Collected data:

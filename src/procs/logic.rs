//! Reactive effects evaluated at hit, crit, cast and kill points.

use super::types::*;
use crate::buffs::BuffEngine;
use crate::combat::segment::{proc_tag, SegmentCollector};
use crate::core::constants::TIME_EPSILON;
use crate::core::error::ConfigError;
use crate::core::rng::RandomStream;
use std::collections::BTreeMap;
use tracing::debug;

#[derive(Debug, Default)]
pub struct ProcEngine {
    definitions: Vec<ProcDefinition>,
    last_trigger: BTreeMap<String, f64>,
}

impl ProcEngine {
    pub fn new() -> Self {
        Self::default()
    }

    pub fn register_definition(&mut self, def: ProcDefinition) -> Result<(), ConfigError> {
        def.validate()?;
        if let Some(existing) = self.definitions.iter().find(|d| d.id == def.id) {
            if *existing == def {
                return Ok(());
            }
            return Err(ConfigError::DuplicateId(def.id));
        }
        self.definitions.push(def);
        Ok(())
    }

    /// Every `ApplyBuff` action must name a registered buff.
    pub fn validate_buff_refs(&self, buffs: &BuffEngine) -> Result<(), ConfigError> {
        for def in &self.definitions {
            if let ProcAction::ApplyBuff { buff_id, .. } = &def.action {
                if buffs.definition(buff_id).is_none() {
                    return Err(ConfigError::UnknownBuff {
                        proc_id: def.id.clone(),
                        buff_id: buff_id.clone(),
                    });
                }
            }
        }
        Ok(())
    }

    pub fn definitions(&self) -> &[ProcDefinition] {
        &self.definitions
    }

    pub fn last_trigger_time(&self, proc_id: &str) -> Option<f64> {
        self.last_trigger.get(proc_id).copied()
    }

    /// Evaluates every matching proc in registration order.
    ///
    /// A proc still on internal cooldown is skipped without consuming a roll.
    /// Successful procs are tagged in `segments` and returned for execution.
    pub fn on_event(
        &mut self,
        ctx: &ProcContext,
        rng: &mut RandomStream,
        segments: &mut SegmentCollector,
    ) -> Vec<FiredProc> {
        let mut fired = Vec::new();
        for def in &self.definitions {
            if !def.matches(ctx) {
                continue;
            }
            if let Some(last) = self.last_trigger.get(&def.id) {
                if ctx.now - last < def.icd_seconds - TIME_EPSILON {
                    continue;
                }
            }
            if !rng.roll(def.chance) {
                continue;
            }
            self.last_trigger.insert(def.id.clone(), ctx.now);
            segments.tag(proc_tag(&def.id));
            debug!(proc = %def.id, time = ctx.now, source = ctx.source.label(), "proc fired");
            fired.push(FiredProc {
                proc_id: def.id.clone(),
                action: def.action.clone(),
                aoe: def.aoe,
                target: ctx.target,
            });
        }
        fired
    }
}
//! Per-class rule sets plugged into a battle.
//!
//! A [`ProfessionModule`] is a capability set: it declares resources, buffs,
//! procs and skills at setup and reacts at fixed hook points during the run.
//! Modules keep no state of their own; anything that must persist lives in the
//! [`BattleContext`] handed to every hook. Shared behavior lives in [`rules`]
//! and modules call into it explicitly.

pub mod mage;
pub mod rogue;
pub mod rules;
pub mod scripted;
pub mod warrior;

use crate::battle::context::BattleContext;
use crate::buffs::BuffEngine;
use crate::combat::encounter::Encounter;
use crate::combat::types::CombatantId;
use crate::core::error::ConfigError;
use crate::procs::ProcEngine;
use crate::skills::{ResourcePool, SkillDefinition};
use serde::{Deserialize, Serialize};

pub use mage::Mage;
pub use rogue::Rogue;
pub use scripted::{RuleSet, ScriptedProfession};
pub use warrior::Warrior;

pub trait ProfessionModule {
    fn name(&self) -> &str;

    fn resources(&self) -> Vec<ResourcePool>;

    fn register_buff_definitions(&self, buffs: &mut BuffEngine) -> Result<(), ConfigError>;

    fn register_proc_definitions(&self, procs: &mut ProcEngine) -> Result<(), ConfigError>;

    fn build_skills(&self) -> Vec<SkillDefinition>;

    fn on_battle_start(&self, ctx: &mut BattleContext) {
        rules::on_battle_start(ctx);
    }

    /// Called after a basic attack swing resolved.
    fn on_attack_tick(&self, ctx: &mut BattleContext) {
        rules::on_attack_tick(ctx);
    }

    fn on_special_pulse(&self, ctx: &mut BattleContext) {
        rules::on_special_pulse(ctx);
    }

    /// Called once a skill resolves: immediately for instants, at completion
    /// for cast-time skills.
    fn on_skill_cast(&self, ctx: &mut BattleContext, skill_id: &str) {
        rules::on_skill_cast(ctx, skill_id);
    }

    /// `None` keeps the default (first living enemy).
    fn select_primary_target(&self, encounter: &Encounter) -> Option<CombatantId> {
        rules::default_primary_target(encounter)
    }
}

/// Playable classes, including data-driven ones.
#[derive(Debug, Clone, PartialEq, Default, Serialize, Deserialize)]
pub enum Profession {
    #[default]
    Warrior,
    Mage,
    Rogue,
    Scripted(RuleSet),
}

impl Profession {
    pub fn module(&self) -> Box<dyn ProfessionModule> {
        match self {
            Profession::Warrior => Box::new(Warrior),
            Profession::Mage => Box::new(Mage),
            Profession::Rogue => Box::new(Rogue),
            Profession::Scripted(rules) => Box::new(ScriptedProfession::new(rules.clone())),
        }
    }

    pub fn name(&self) -> &str {
        match self {
            Profession::Warrior => "Warrior",
            Profession::Mage => "Mage",
            Profession::Rogue => "Rogue",
            Profession::Scripted(rules) => &rules.name,
        }
    }

    /// Parses a built-in class name, case-insensitively.
    pub fn from_name(name: &str) -> Option<Self> {
        match name.to_ascii_lowercase().as_str() {
            "warrior" => Some(Profession::Warrior),
            "mage" => Some(Profession::Mage),
            "rogue" => Some(Profession::Rogue),
            _ => None,
        }
    }
}

#[cfg(test)]
mod tests {
    use super::*;

    #[test]
    fn test_from_name() {
        assert_eq!(Profession::from_name("MAGE"), Some(Profession::Mage));
        assert_eq!(Profession::from_name("bard"), None);
    }

    #[test]
    fn test_modules_register_cleanly() {
        for profession in [Profession::Warrior, Profession::Mage, Profession::Rogue] {
            let module = profession.module();
            let mut buffs = BuffEngine::new();
            let mut procs = ProcEngine::new();
            module.register_buff_definitions(&mut buffs).unwrap();
            module.register_proc_definitions(&mut procs).unwrap();
            procs.validate_buff_refs(&buffs).unwrap();
            assert!(!module.build_skills().is_empty(), "{}", module.name());
            assert_eq!(module.name(), profession.name());
        }
    }
}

EXERCISE INSTRUCTIONS
All lines in the entries above that include "crate" should be found and copied.

REPLY
use crate::buffs::BuffEngine;
use crate::combat::segment::{proc_tag, SegmentCollector};
use crate::core::constants::TIME_EPSILON;
use crate::core::error::ConfigError;
use crate::core::rng::RandomStream;
use crate::battle::context::BattleContext;
use crate::buffs::BuffEngine;
use crate::combat::encounter::Encounter;
use crate::combat::types::CombatantId;
use crate::core::error::ConfigError;
use crate::procs::ProcEngine;
use crate::skills::{ResourcePool, SkillDefinition};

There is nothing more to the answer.